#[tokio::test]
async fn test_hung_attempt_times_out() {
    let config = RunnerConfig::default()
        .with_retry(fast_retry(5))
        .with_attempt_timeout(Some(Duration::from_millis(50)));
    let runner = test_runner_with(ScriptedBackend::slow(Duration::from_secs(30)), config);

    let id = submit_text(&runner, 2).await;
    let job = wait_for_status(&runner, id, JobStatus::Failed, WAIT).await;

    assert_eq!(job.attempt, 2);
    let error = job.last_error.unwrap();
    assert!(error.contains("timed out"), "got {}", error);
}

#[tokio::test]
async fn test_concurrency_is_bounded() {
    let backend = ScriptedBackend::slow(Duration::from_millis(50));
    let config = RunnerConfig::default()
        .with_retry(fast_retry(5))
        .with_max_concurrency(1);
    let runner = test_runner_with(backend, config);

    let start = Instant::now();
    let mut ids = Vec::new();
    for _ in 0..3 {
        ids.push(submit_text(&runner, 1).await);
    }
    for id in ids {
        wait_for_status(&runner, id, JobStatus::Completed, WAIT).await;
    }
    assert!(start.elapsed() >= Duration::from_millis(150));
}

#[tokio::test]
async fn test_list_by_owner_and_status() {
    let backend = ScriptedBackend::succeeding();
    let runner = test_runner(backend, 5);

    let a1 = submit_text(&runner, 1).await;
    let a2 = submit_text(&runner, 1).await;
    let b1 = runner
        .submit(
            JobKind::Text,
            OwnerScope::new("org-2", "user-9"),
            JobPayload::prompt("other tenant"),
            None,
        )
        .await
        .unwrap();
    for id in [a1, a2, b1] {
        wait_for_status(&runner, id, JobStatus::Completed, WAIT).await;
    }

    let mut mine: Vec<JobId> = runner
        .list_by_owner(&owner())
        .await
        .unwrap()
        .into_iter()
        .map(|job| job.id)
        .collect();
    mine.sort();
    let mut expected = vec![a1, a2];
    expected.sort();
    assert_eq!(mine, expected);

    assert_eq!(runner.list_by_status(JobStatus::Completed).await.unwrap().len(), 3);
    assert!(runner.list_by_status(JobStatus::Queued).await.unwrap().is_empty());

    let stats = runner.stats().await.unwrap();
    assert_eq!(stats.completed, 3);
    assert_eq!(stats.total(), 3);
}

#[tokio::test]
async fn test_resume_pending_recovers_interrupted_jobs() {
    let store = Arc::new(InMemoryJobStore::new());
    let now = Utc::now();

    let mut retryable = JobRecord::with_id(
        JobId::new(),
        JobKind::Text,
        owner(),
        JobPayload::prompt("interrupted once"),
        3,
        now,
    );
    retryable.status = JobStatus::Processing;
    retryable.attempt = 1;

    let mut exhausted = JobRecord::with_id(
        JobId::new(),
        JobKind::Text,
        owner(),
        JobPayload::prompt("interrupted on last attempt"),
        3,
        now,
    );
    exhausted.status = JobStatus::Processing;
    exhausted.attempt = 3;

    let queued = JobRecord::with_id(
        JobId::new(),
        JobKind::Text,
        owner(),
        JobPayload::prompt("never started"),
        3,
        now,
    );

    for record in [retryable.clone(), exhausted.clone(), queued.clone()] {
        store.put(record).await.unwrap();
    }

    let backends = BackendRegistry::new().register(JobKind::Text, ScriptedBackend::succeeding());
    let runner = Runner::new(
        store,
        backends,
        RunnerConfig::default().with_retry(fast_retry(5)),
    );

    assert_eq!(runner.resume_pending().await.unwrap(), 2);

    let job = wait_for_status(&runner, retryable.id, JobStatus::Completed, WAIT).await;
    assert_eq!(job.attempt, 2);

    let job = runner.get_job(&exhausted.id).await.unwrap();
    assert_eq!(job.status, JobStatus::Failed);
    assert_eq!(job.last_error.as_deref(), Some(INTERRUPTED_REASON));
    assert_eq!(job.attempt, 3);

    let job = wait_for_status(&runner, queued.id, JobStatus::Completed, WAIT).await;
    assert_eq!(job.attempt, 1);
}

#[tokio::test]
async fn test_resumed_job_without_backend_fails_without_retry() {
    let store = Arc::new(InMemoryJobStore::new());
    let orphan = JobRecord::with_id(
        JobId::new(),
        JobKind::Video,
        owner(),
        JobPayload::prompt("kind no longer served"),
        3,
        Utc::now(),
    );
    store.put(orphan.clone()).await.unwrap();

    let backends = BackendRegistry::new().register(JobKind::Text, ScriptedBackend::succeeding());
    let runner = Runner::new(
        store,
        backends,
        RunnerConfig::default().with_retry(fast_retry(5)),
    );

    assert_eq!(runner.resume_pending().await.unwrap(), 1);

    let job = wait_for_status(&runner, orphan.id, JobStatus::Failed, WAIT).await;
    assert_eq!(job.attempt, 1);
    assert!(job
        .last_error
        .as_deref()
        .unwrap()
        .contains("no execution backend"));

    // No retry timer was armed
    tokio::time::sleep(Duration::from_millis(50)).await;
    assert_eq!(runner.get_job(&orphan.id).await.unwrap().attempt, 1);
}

——

Exercise directions:
Gather each line from the entries above that includes the word "JobRecord".

Reply:
    let mut retryable = JobRecord::with_id(
    let mut exhausted = JobRecord::with_id(
    let queued = JobRecord::with_id(
    let orphan = JobRecord::with_id(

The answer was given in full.